At first glance, it appears that the solutions to questions may take very different approaches but these can be solved with the help of the pigeonhole principle. Let’s examine how our two introductory questions fit into the pigeonhole principle.

To answer the first question, we need to figure out what are the pigeons and what are the holes? The average human head contains 100,000–150,000 hair follicles, and even the hairiest person won’t have more than 500,000. This indicates that there are only, at most, 500,000 possible combinations of how many hairs a person may have. For example, if someone had precisely 1 hair, another had exactly 2 hairs, etc. up to 500,000, that only leaves room for 500,000 different combinations of hair counts. Meanwhile, Delhi has a population of about 19 million. We may infer that there must be at least two Delhi residents who have the exact same number of hairs on their heads since there aren’t enough holes (or possible hair counts) for all of the pigeons (citizens of Delhi).

Mathematically:

Proof of first part:
Let A be the set of all Delhites heads and B = {0,1,2,3,4, ..., 1000000} be the number of hairs one can have on ones' head. Let f be a function that maps A → B, for which f(x) equals the number of hairs on the head of x. Since |A|>|B|, the pigeonhole principle asserts that f is not injective. Thus there are two Delhites x and y for whom f(x) = f(y), meaning they have the same number of hairs on their heads.

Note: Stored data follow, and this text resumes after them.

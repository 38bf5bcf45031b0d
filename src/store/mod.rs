//! Relational store backed by a single SQLite file.
//!
//! Every write replaces the whole table (drop and recreate inside one
//! transaction). The handle is opened per run and passed by reference to the
//! components that need it.

pub mod convert;

use crate::error::{PipelineError, Result};
use convert::{ColumnBuffer, SqlType};
use itertools::Itertools;
use polars::prelude::*;
use rusqlite::types::FromSql;
use rusqlite::{params_from_iter, Connection, Row};
use std::path::Path;
use tracing::{debug, info};

pub struct Store {
    conn: Connection,
}

pub(crate) fn quote_ident(name: &str) -> String {
    format!("\"{}\"", name.replace('"', "\"\""))
}

impl Store {
    /// Open or create the store file.
    pub fn open(path: impl AsRef<Path>) -> Result<Self> {
        let path = path.as_ref();
        if let Some(parent) = path.parent() {
            if !parent.as_os_str().is_empty() {
                std::fs::create_dir_all(parent)?;
            }
        }
        let conn = Connection::open(path)?;
        info!("Opened store {}", path.display());
        Ok(Self { conn })
    }

    pub fn open_in_memory() -> Result<Self> {
        Ok(Self {
            conn: Connection::open_in_memory()?,
        })
    }

    /// Replace `table` with the contents of `frame`. Returns rows written.
    ///
    /// A frame the store cannot represent fails with `SchemaLoad` and leaves
    /// any previous copy of the table untouched.
    pub fn replace_table(&mut self, table: &str, frame: &DataFrame) -> Result<usize> {
        let mut columns = Vec::with_capacity(frame.width());
        for series in frame.get_columns() {
            let sql_type = SqlType::for_dtype(series.dtype()).ok_or_else(|| {
                PipelineError::schema_load(
                    table,
                    format!("column {} has unsupported type {}", series.name(), series.dtype()),
                )
            })?;
            columns.push((series.name().to_string(), sql_type));
        }
        if columns.is_empty() {
            return Err(PipelineError::schema_load(table, "frame has no columns"));
        }

        let create_sql = format!(
            "CREATE TABLE {} ({})",
            quote_ident(table),
            columns
                .iter()
                .map(|(name, sql_type)| format!("{} {}", quote_ident(name), sql_type.decl()))
                .join(", ")
        );
        let insert_sql = format!(
            "INSERT INTO {} ({}) VALUES ({})",
            quote_ident(table),
            columns.iter().map(|(name, _)| quote_ident(name)).join(", "),
            (1..=columns.len()).map(|i| format!("?{}", i)).join(", ")
        );

        let tx = self.conn.transaction()?;
        tx.execute(&format!("DROP TABLE IF EXISTS {}", quote_ident(table)), [])?;
        tx.execute(&create_sql, [])
            .map_err(|e| PipelineError::schema_load(table, e))?;
        {
            let mut stmt = tx.prepare(&insert_sql)?;
            let series = frame.get_columns();
            let mut values = Vec::with_capacity(series.len());
            for row in 0..frame.height() {
                values.clear();
                for s in series {
                    let value = convert::to_sql_value(s.get(row)?).map_err(|reason| {
                        PipelineError::schema_load(table, format!("column {}: {}", s.name(), reason))
                    })?;
                    values.push(value);
                }
                stmt.execute(params_from_iter(values.iter()))?;
            }
        }
        tx.commit()?;

        debug!("Wrote {} rows x {} columns to {}", frame.height(), columns.len(), table);
        Ok(frame.height())
    }

    /// Read a stored table back into a typed frame.
    pub fn read_table(&self, table: &str) -> Result<DataFrame> {
        let columns = self.table_columns(table)?;
        if columns.is_empty() {
            return Err(PipelineError::TableNotFound(table.to_string()));
        }

        let mut buffers: Vec<ColumnBuffer> = columns
            .iter()
            .map(|(_, sql_type)| ColumnBuffer::new(*sql_type))
            .collect();

        let mut stmt = self.conn.prepare(&format!(
            "SELECT {} FROM {}",
            columns.iter().map(|(name, _)| quote_ident(name)).join(", "),
            quote_ident(table)
        ))?;
        let mut rows = stmt.query([])?;
        while let Some(row) = rows.next()? {
            for (idx, buffer) in buffers.iter_mut().enumerate() {
                buffer.push(row.get_ref(idx)?);
            }
        }

        let series = columns
            .iter()
            .zip(buffers)
            .map(|((name, _), buffer)| buffer.into_series(name))
            .collect::<PolarsResult<Vec<_>>>()?;
        Ok(DataFrame::new(series)?)
    }

    /// Column names and declared types, in table order.
    fn table_columns(&self, table: &str) -> Result<Vec<(String, SqlType)>> {
        let mut stmt = self
            .conn
            .prepare(&format!("PRAGMA table_info({})", quote_ident(table)))?;
        let columns = stmt
            .query_map([], |row| {
                let name: String = row.get(1)?;
                let decl: String = row.get(2)?;
                Ok((name, SqlType::from_decl(&decl)))
            })?
            .collect::<rusqlite::Result<Vec<_>>>()?;
        Ok(columns)
    }

    pub fn table_names(&self) -> Result<Vec<String>> {
        self.query(
            "SELECT name FROM sqlite_master WHERE type = 'table' ORDER BY name",
            |row| row.get(0),
        )
    }

    pub fn has_table(&self, table: &str) -> Result<bool> {
        let count: i64 = self.conn.query_row(
            "SELECT COUNT(*) FROM sqlite_master WHERE type = 'table' AND name = ?1",
            [table],
            |row| row.get(0),
        )?;
        Ok(count > 0)
    }

    pub fn row_count(&self, table: &str) -> Result<usize> {
        if !self.has_table(table)? {
            return Err(PipelineError::TableNotFound(table.to_string()));
        }
        let count: i64 =
            self.query_scalar(&format!("SELECT COUNT(*) FROM {}", quote_ident(table)))?;
        Ok(count as usize)
    }

    /// Run a read query and map every row.
    pub fn query<T, F>(&self, sql: &str, map: F) -> Result<Vec<T>>
    where
        F: FnMut(&Row<'_>) -> rusqlite::Result<T>,
    {
        debug!("Query: {}", sql.split_whitespace().join(" "));
        let mut stmt = self.conn.prepare(sql)?;
        let rows = stmt
            .query_map([], map)?
            .collect::<rusqlite::Result<Vec<T>>>()?;
        Ok(rows)
    }

    /// Run a query that returns a single value.
    pub fn query_scalar<T: FromSql>(&self, sql: &str) -> Result<T> {
        Ok(self.conn.query_row(sql, [], |row| row.get(0))?)
    }

    /// Raw statement execution, used for fixtures and maintenance.
    pub fn execute_batch(&self, sql: &str) -> Result<()> {
        self.conn.execute_batch(sql)?;
        Ok(())
    }
}
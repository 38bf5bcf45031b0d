//! Year-over-year growth of quarterly sales.

use super::{ratio, writer::ReportRow};
use crate::error::Result;
use crate::store::Store;
use serde::Serialize;

const QUARTERLY_SQL: &str = "
    SELECT CalendarYear, CalendarQuarter, TOTAL(SalesAmount) AS quarterly_sales
    FROM full_sales_data
    GROUP BY CalendarYear, CalendarQuarter
    ORDER BY CalendarQuarter, CalendarYear";

#[derive(Debug, Clone, PartialEq, Serialize)]
pub struct QuarterlyGrowth {
    #[serde(rename = "CalendarYear")]
    pub year: Option<i64>,
    #[serde(rename = "CalendarQuarter")]
    pub quarter: Option<i64>,
    pub quarterly_sales: f64,
    /// `(current - prior) / prior` against the previous year of the same quarter
    pub yoy_growth: Option<f64>,
}

impl ReportRow for QuarterlyGrowth {
    const HEADER: &'static [&'static str] =
        &["CalendarYear", "CalendarQuarter", "quarterly_sales", "yoy_growth"];
}

/// Fills in growth for rows sorted by (quarter, year). The first year of each
/// quarter has no prior value and stays undefined.
pub fn apply_growth(rows: &mut [QuarterlyGrowth]) {
    let mut prior: Option<(Option<i64>, f64)> = None;
    for row in rows.iter_mut() {
        row.yoy_growth = match prior {
            Some((quarter, sales)) if quarter == row.quarter => {
                ratio(row.quarterly_sales - sales, sales)
            }
            _ => None,
        };
        prior = Some((row.quarter, row.quarterly_sales));
    }
}

pub fn quarterly_growth(store: &Store) -> Result<Vec<QuarterlyGrowth>> {
    let mut rows = store.query(QUARTERLY_SQL, |row| {
        Ok(QuarterlyGrowth {
            year: row.get(0)?,
            quarter: row.get(1)?,
            quarterly_sales: row.get(2)?,
            yoy_growth: None,
        })
    })?;
    apply_growth(&mut rows);
    Ok(rows)
}

#[cfg(test)]
mod tests {
    use super::*;

    fn quarter(year: i64, quarter: i64, sales: f64) -> QuarterlyGrowth {
        QuarterlyGrowth {
            year: Some(year),
            quarter: Some(quarter),
            quarterly_sales: sales,
            yoy_growth: None,
        }
    }

    #[test]
    fn test_growth_against_prior_year() {
        let mut rows = vec![quarter(2013, 1, 100.0), quarter(2014, 1, 150.0)];
        apply_growth(&mut rows);
        assert_eq!(rows[0].yoy_growth, None);
        assert_eq!(rows[1].yoy_growth, Some(0.5));
    }

    #[test]
    fn test_each_quarter_starts_undefined() {
        let mut rows = vec![
            quarter(2013, 1, 100.0),
            quarter(2014, 1, 80.0),
            quarter(2013, 2, 50.0),
            quarter(2014, 2, 0.0),
            quarter(2015, 2, 25.0),
        ];
        apply_growth(&mut rows);
        let growth: Vec<_> = rows.iter().map(|r| r.yoy_growth).collect();
        assert_eq!(growth, vec![None, Some(-0.2), None, Some(-1.0), None]);
    }

    #[test]
    fn test_query_orders_by_quarter_then_year() {
        let store = Store::open_in_memory().unwrap();
        store
            .execute_batch(
                "CREATE TABLE full_sales_data (CalendarYear INTEGER, CalendarQuarter INTEGER, SalesAmount REAL);
                 INSERT INTO full_sales_data VALUES
                     (2014, 1, 150.0), (2013, 2, 40.0), (2013, 1, 60.0), (2013, 1, 40.0);",
            )
            .unwrap();

        let rows = quarterly_growth(&store).unwrap();
        let keys: Vec<_> = rows.iter().map(|r| (r.year, r.quarter)).collect();
        assert_eq!(keys, vec![(Some(2013), Some(1)), (Some(2014), Some(1)), (Some(2013), Some(2))]);
        assert_eq!(rows[1].yoy_growth, Some(0.5));
        assert_eq!(rows[2].yoy_growth, None);
    }
}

Similarly, the second question’s solution can thought be of as we have 3 colours, and our objective is to determine the least number of socks that share at least 2 colours. Sounds recognisable? Consider the socks as pigeons and the colours as holes. In the same way, if we try to fit 4 pigeons into 3 holes, at least 2 pigeons must share a hole, if we choose 4 socks, at least 2 of them must share a colour.

The pigeon-hole principle is simple, beautiful and elegant, it shows how simple observations can be used for complex problems.